The City of Sudbury attempted to annex Copper Cliff a number of times in order to gain municipal taxation rights to the mining facilities in the community, but these attempts were rejected by the Ontario Municipal Board due to incompatibilities with federal and provincial mining taxation rules. As part of municipal restructuring in 1973, the town was annexed by the city as part of the creation of the Regional Municipality of Sudbury. At the time of the annexation, about 4,000 people lived in Copper Cliff. A ceremony was held by residents on 31 December 1972 to mourn the loss of the town. Some residents opposed the merger, and had formed a committee to oppose it.
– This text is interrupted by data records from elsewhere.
use std::io;
use std::os::unix::io::RawFd;
use std::sync::atomic::AtomicBool;
use std::time::Duration;

use crate::class::ClassSet;
use crate::entry::{CallbackFn, EntryLock};
use crate::error::RegisterStatus;
use crate::flags::Flags;

/// The event-type-specific payload `register` needs (spec §4.2's `type` +
/// `info`, reshaped as a tagged union per spec §9: "dispatch by
/// discriminant, not by per-field sentinels").
pub enum EventSpec {
    /// `info` is non-negative microseconds until first fire; the entry
    /// re-arms every `period` afterward if `Flags::periodic()` is set.
    Timer { delay: Duration, period: Duration },
    /// `info` is the descriptor/handle.
    Device { fd: RawFd },
    /// `info` is unused.
    MainLoop,
}

/// Which queue `remove` should search — the type-tag half of `EventSpec`
/// without its payload.
#[derive(Copy, Clone, Debug, PartialEq, Eq)]
pub enum EventType {
    Timer,
    Device,
    MainLoop,
}

/// The five-operation vtable a program hands to `init_with_impl` (spec
/// §4.1). Only two concrete implementations ship (`PollBackend`,
/// `RunLoopBackend`), plus tests may supply a third; this is a small sum
/// type more than a hot dynamic-dispatch path (spec §9), so a plain trait
/// object is the right shape. `Send + Sync` because the process-wide
/// singleton in `crate::lib` stores it behind a `OnceLock`.
pub trait Backend: Send + Sync {
    /// Called exactly once after construction, before any other operation.
    fn init(&self) {}

    /// Tears down queues/indexes; asserts no leaked entries except ones
    /// already recycled.
    fn exit(&self);

    /// One or more passes of the dispatcher (spec §4.5). `run_loop = false`
    /// performs exactly one pass.
    fn run_loop(&self, run_loop: bool, exit_flag: Option<&AtomicBool>, class: ClassSet, timeout: Duration) -> io::Result<()>;

    fn register(
        &self,
        class_set: ClassSet,
        flags: Flags,
        function: CallbackFn,
        client_data: *mut (),
        spec: EventSpec,
        lock: Option<EntryLock>,
    ) -> RegisterStatus;

    fn remove(&self, class_set: ClassSet, flags: Flags, function: CallbackFn, client_data: *mut (), event_type: EventType) -> bool;
}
The operations of the sintering plant in Copper Cliff that ran from 1948 to 1963 produced large amounts of nickel sulphide and sulphur dioxide that served as a significant health risk at the time to the workers at the plant and the local community. Workers that were exposed to the dust without proper protective equipment were victim to various forms of respiratory cancers, which led to an abnormally high mortality rate within the province. It wasn't until June 10, 1956, when a Jean Gagnon and a few coworkers performed a wildcat strike to try and bring attention to the health issues occurring at the plant and effectively blocked entry to the Inco smelter at the sintering plant for a day. Following this event, many began to make connections to the plant when their coworkers would get sick and soon after 90% of men always wore their masks within the plant. This event was the start of decades of fighting with the company for workers' compensation from illness as well as a general recognition of the diseases caused as a byproduct of industrial operations.

The Inco Superstack was completed by Inco in 1972, and was the tallest chimney in the world until the construction of the Ekibastuz GRES-2 Power Station in the Kazakh SSR in 1987. The Superstack was decommissioned in 2020. The superstack was constructed because of pressure from the local community and provincial government with the goal of dispersing the toxic emissions into the atmosphere to improve the air quality of Copper Cliff. Outside the community, the superstack is seen as a symbol of pollution, however the superstack holds deep meaning for the community of Copper Cliff. It represents a symbol of the workers' importance and identity to the community. For many in the community it has evoked "smokestack nostalgia" because of the economic stability that came with the industrial work of the past.

== Little Italy ==
Copper Cliff is home to an Italian Canadian community that traditionally inhabited the Little Italy neighbourhood located near the base of the Superstack centred on Diorite Street and Craig Street. A number of Italian-Canadians in Copper Cliff trace their heritage to the Italian town of Metaurilia in the Pesaro e Urbino commune of Fano.

Little Italy arose from the creation of a smelter by Inco leading to an influx of Italian immigrants in the area. Little Italy quickly became a ghetto for the Italian community reinforced by an Italian church, and Italian stores and services, which kept the community close and uneager to visit sections of Copper Cliff that did not have an Italian presence. In response to events occurring during World War Two, the Italian community faced significant social challenges in part because of the creation of the War Measures Act, which gave police freedom to arrest someone that is suspected as a threat to Canada. When Italy entered the war on June 10, 1940, several hundred Italian Canadians living in Sudbury were considered "enemy aliens" and put into work camps. Following the events of the war, the Italians in Sudbury were freed and allowed to continue daily life, however, the Italian community did not fully recover from the social disruption caused by the war until the 1950s and 60s when there was a new wave of Italian immigrants that restored the community's social life.